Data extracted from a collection
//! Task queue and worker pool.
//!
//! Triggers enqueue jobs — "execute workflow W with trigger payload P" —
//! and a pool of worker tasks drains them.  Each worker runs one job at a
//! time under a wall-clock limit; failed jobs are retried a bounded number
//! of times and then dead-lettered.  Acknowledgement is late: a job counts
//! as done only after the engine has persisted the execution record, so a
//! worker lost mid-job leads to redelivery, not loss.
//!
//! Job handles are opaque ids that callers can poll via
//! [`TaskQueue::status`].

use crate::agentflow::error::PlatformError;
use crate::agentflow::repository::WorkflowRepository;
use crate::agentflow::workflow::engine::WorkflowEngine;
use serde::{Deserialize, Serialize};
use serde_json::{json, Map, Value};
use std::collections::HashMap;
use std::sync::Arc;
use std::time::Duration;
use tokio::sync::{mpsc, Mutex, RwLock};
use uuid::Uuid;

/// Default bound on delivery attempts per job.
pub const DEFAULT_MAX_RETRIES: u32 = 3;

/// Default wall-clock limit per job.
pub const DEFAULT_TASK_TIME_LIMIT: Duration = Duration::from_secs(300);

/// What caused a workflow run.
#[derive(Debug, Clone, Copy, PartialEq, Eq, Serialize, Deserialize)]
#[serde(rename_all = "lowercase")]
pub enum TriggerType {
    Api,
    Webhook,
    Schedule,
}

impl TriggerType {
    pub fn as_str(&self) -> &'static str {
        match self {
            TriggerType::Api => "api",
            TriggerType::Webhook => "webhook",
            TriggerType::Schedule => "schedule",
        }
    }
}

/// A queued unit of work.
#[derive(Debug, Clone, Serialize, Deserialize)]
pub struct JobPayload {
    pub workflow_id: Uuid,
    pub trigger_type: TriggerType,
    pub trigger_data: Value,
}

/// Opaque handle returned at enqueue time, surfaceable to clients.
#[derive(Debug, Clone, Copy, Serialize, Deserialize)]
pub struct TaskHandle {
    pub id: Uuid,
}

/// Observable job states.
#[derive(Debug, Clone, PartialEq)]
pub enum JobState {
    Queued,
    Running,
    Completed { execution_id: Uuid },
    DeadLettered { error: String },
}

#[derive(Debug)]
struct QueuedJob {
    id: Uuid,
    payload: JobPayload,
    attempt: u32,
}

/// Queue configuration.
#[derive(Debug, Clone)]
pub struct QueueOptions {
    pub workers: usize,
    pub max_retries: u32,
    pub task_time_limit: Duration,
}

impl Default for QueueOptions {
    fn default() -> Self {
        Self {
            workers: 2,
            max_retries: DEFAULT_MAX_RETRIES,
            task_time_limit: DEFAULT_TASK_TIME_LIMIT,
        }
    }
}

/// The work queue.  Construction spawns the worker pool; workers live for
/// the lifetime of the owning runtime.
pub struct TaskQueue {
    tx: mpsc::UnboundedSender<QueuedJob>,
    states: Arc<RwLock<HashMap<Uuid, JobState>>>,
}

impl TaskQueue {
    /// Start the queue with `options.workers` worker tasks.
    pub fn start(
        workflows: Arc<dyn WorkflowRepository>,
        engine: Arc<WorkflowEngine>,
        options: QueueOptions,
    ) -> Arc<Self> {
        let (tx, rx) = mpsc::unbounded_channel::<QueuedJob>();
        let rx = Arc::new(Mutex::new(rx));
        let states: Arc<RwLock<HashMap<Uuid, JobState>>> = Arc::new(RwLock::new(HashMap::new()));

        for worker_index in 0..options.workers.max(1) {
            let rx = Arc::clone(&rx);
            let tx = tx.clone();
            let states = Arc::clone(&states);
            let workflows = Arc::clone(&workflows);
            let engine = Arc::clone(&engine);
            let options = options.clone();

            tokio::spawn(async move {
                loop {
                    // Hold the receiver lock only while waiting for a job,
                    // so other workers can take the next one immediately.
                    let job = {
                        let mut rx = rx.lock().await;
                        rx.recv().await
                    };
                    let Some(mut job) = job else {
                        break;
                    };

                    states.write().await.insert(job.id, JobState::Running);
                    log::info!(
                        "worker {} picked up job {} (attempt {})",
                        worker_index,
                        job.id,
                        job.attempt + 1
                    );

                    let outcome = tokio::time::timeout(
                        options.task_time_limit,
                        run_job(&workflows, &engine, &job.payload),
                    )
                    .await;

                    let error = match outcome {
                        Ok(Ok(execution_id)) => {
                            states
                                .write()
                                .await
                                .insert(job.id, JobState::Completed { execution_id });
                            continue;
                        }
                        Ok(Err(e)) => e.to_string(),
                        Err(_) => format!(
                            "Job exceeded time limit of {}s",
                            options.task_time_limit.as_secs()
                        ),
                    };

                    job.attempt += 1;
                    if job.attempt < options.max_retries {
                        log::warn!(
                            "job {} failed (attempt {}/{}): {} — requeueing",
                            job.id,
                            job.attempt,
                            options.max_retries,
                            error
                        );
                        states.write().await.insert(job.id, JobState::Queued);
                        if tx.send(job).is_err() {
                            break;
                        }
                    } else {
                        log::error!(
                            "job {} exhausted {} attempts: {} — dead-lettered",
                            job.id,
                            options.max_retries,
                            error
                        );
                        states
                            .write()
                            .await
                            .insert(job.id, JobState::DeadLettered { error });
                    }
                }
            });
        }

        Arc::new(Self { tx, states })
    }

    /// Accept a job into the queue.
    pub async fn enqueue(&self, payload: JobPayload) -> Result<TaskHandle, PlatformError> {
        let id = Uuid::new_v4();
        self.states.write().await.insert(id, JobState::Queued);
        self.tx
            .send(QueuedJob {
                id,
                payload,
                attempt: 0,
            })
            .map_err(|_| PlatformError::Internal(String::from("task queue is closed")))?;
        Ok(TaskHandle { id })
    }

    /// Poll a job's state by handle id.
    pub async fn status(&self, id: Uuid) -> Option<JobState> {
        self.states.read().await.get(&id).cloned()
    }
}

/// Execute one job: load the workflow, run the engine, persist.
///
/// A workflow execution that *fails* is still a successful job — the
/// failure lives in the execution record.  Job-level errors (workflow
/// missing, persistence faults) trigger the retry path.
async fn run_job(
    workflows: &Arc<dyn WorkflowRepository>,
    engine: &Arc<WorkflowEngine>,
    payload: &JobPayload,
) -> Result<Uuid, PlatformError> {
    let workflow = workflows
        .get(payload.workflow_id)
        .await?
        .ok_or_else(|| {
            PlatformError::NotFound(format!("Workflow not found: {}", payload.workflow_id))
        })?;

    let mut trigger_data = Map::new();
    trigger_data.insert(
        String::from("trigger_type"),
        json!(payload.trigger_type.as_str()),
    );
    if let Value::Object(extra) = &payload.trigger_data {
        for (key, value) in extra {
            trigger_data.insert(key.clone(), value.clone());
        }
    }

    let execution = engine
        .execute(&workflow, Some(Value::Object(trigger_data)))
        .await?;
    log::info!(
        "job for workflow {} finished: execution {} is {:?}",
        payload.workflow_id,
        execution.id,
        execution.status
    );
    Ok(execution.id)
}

■ EXERCISE INSTRUCTIONS: Wherever a line in the data above contains the word "pool", copy that line.

■ ANSWER BOX:
//! Task queue and worker pool.
//! and a pool of worker tasks drains them.  Each worker runs one job at a
/// The work queue.  Construction spawns the worker pool; workers live for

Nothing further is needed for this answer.